3. Dogs get confused, forget where they are and may work their way into a corner and not be able to get out. They may run into things. This is not funny to them and should not be to you. They have feelings and get embarrassed. Your poor pup is frustrated by the changes happening in them. They need compassion more than anything. Help your pet adjust to aging, by keeping their schedule as regular as possible. Keep their feeding times and walk times the same. Try not to move things around in the house and do not leave stuff out where they can trip over it. Dogs thrive on routine especially as they age. And more than ever they need lots of hugs and reassurance.

4. As your pet slows with age so does digestive system. They may not be able to digest the preservatives and additives in commercial dog foods. You may notice runny stools or they may vomit more than usual. Some older dogs even develop allergies to their commercial pet food. This is why a home-cooked diet is so important at this time in their life. Starting now you want them to get their nutrients from whole, fresh, human grade foods. Ground turkey, fresh fruits, vegetables and yams are a great substitute for kibble and canned food.

Fish three times a week is essential to make sure your pet gets their omega 3 fatty acids. Since your pet is not as active they do not need to eat as much. Try feeding smaller meals more frequently during the day. Snacks like yogurt with fresh berries are terrific for aging dogs. The probiotics in yogurt and the antioxidants in the berries help aid the immune system. If you have not already done so this is a good time to add a multivitamin to your pet's home-cooked diet.
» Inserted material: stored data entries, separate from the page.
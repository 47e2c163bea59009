//! Single addressable light element
//!
//! A pixel owns its displayed color and the fade towards the next one.

use embassy_time::Duration;

use crate::color::{BLACK, Rgb};
use crate::math8::steps_for;
use crate::transition::StepTransition;

/// One LED with its color transition state
#[derive(Debug, Clone)]
pub struct Pixel {
    color: StepTransition<Rgb>,
}

impl Default for Pixel {
    fn default() -> Self {
        Self::new(BLACK)
    }
}

impl Pixel {
    pub const fn new(color: Rgb) -> Self {
        Self {
            color: StepTransition::new_rgb(color),
        }
    }

    /// Color currently shown
    pub const fn color(&self) -> Rgb {
        self.color.current()
    }

    /// Color the pixel is fading towards (equals [`Pixel::color`] when idle)
    pub fn next_color(&self) -> Rgb {
        self.color.target()
    }

    /// Check if the pixel is mid-fade
    pub const fn is_fading(&self) -> bool {
        self.color.is_transitioning()
    }

    /// Set the color to move to
    ///
    /// With `fade` the move is spread over `duration` in steps of `tick`,
    /// i.e. `ceil(duration / tick)` calls to [`Pixel::update`]. Without it,
    /// or when either interval is zero, the next update snaps.
    pub fn set_next_color(&mut self, color: Rgb, fade: bool, duration: Duration, tick: Duration) {
        let steps = if fade {
            steps_for(duration.as_millis(), tick.as_millis())
        } else {
            1
        };
        self.color.set(color, steps);
    }

    /// Show `color` right away, dropping any fade in progress
    pub fn set_color(&mut self, color: Rgb) {
        self.color.reset(color);
    }

    /// Advance the fade by one refresh tick
    pub fn update(&mut self) {
        self.color.tick();
    }
}
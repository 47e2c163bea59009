//! Pattern animation
//!
//! Draws the frames of an animation-owned bitmap one cycle at a time.
//! Unlike a [`Canvas`](crate::canvas::Canvas), which masks a section's
//! output, a pattern is the section's output: set bits light up with the
//! palette color of their column.

use super::{Animate, Cycle, Frame};
use crate::bitmap::Bitmap;
use crate::color::BLACK;
use crate::layout::{Layout, Offset, Point, wrap_axis};

/// Frames to display plus their placement on the section
#[derive(Debug, Clone, PartialEq, Eq)]
pub struct Pattern {
    bitmap: Bitmap,
    offset: Offset,
    scroll_rate: Offset,
    /// Wrap content that falls off the grid to the opposite side
    repeat: bool,
}

impl Pattern {
    pub fn new(bitmap: Bitmap) -> Self {
        Self {
            bitmap,
            offset: Offset::new(0, 0),
            scroll_rate: Offset::new(0, 0),
            repeat: false,
        }
    }

    #[must_use]
    pub fn with_offset(mut self, offset: Offset) -> Self {
        self.offset = offset;
        self
    }

    /// Scroll by `rate` after every drawn frame
    #[must_use]
    pub fn with_scroll_rate(mut self, rate: Offset) -> Self {
        self.scroll_rate = rate;
        self
    }

    #[must_use]
    pub fn with_repeat(mut self, repeat: bool) -> Self {
        self.repeat = repeat;
        self
    }

    pub const fn bitmap(&self) -> &Bitmap {
        &self.bitmap
    }

    pub fn bitmap_mut(&mut self) -> &mut Bitmap {
        &mut self.bitmap
    }

    pub const fn offset(&self) -> Offset {
        self.offset
    }

    pub const fn scroll_rate(&self) -> Offset {
        self.scroll_rate
    }

    pub const fn repeat(&self) -> bool {
        self.repeat
    }

    pub const fn frame_count(&self) -> u16 {
        self.bitmap.frame_count()
    }

    /// Where the bit at `point` lands on a grid of `target` size
    fn place(&self, point: Point, target: Layout) -> Option<Point> {
        let x = i32::from(point.x) + self.offset.x;
        let y = i32::from(point.y) + self.offset.y;
        let inside = (0..i32::from(target.columns)).contains(&x) && (0..i32::from(target.rows)).contains(&y);

        let (x, y) = if inside {
            (x, y)
        } else if self.repeat {
            (wrap_axis(x, target.columns), wrap_axis(y, target.rows))
        } else {
            return None;
        };

        match (u16::try_from(x), u16::try_from(y)) {
            (Ok(x), Ok(y)) => Some(Point::new(x, y)),
            _ => None,
        }
    }
}

/// Steps through a [`Pattern`]'s frames
///
/// Without a pattern the section is drawn black.
#[derive(Debug, Clone, Default)]
pub struct PatternAnimation {
    pattern: Option<Pattern>,
}

impl PatternAnimation {
    pub fn new(pattern: Pattern) -> Self {
        Self {
            pattern: Some(pattern),
        }
    }

    pub const fn pattern(&self) -> Option<&Pattern> {
        self.pattern.as_ref()
    }

    pub fn set_pattern(&mut self, pattern: Option<Pattern>) {
        self.pattern = pattern;
    }
}

impl Animate for PatternAnimation {
    fn step(&mut self, cycle: &mut Cycle, frame: &mut Frame<'_>) {
        frame.set_all(BLACK);
        let Some(pattern) = self.pattern.as_mut() else {
            return;
        };

        let target = frame.layout();
        let source = pattern.bitmap.layout();
        let frames = usize::from(pattern.frame_count());
        #[allow(clippy::cast_possible_truncation)]
        let current = (cycle.index % frames) as u16;

        for y in 0..source.rows {
            for x in 0..source.columns {
                let point = Point::new(x, y);
                if !pattern.bitmap.get(current, point) {
                    continue;
                }
                if let Some(placed) = pattern.place(point, target) {
                    frame.set_indexed(
                        usize::from(placed.y) * usize::from(target.columns) + usize::from(placed.x),
                        usize::from(placed.x),
                    );
                }
            }
        }

        if !pattern.scroll_rate.is_zero() {
            let rate = pattern.scroll_rate;
            pattern.offset.scroll(rate, target);
        }

        cycle.advance(0, frames);
    }

    fn cycle_len(&self, _num_colors: usize) -> usize {
        self.pattern
            .as_ref()
            .map_or(1, |pattern| usize::from(pattern.frame_count()))
    }
}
You may eventually have to add selective supplements, for various ailments but a home-cooked diet and a multivitamin is a great place to start.

5. Your pup may sleep most of the day. As they get into their golden years they require more sleep. Although sleep is important your dog should get out frequently during the day, not only to relieve themselves, but to stretch their legs. Idleness can cause stiffness, so make them get up and move during the day, but do not overwork them.

6. Aging dogs often leak or have accidents in the house. These are the times you have to remember how much unconditional love your pet has shown you and return the favor. Puppy pads and doggie diapers, what a great invention! They come in very handy when incontinence is a problem. They now make doggies wipes so you can keep their hind- quarters clean, too. Having you dog take more frequent potty breaks may help keep them from leaking or having bowel movements in the house. If your dog does have an accident in the house do not scold them they most likely do not know they did it.

7. Be sure your aging pet has regular vet check ups. This way you can catch things before they get out of hand. A geriatric dog should see the vet for a regular check up every six months as opposed to yearly. And be sure to keep their teeth clean as this prevents other illnesses.

8. Know when to say good-bye. As heart wrenching as it is, your pet needs you to be strong and show them kindness. They will tell you when they are ready if you listen.

We all want to enjoy our pets for as long as we can. Help them by understanding that as they get older they may need special attention. By preparing ahead of time you can eliminate a lot of the frustration that comes with caring for an aging pet. Remember their love is unconditional.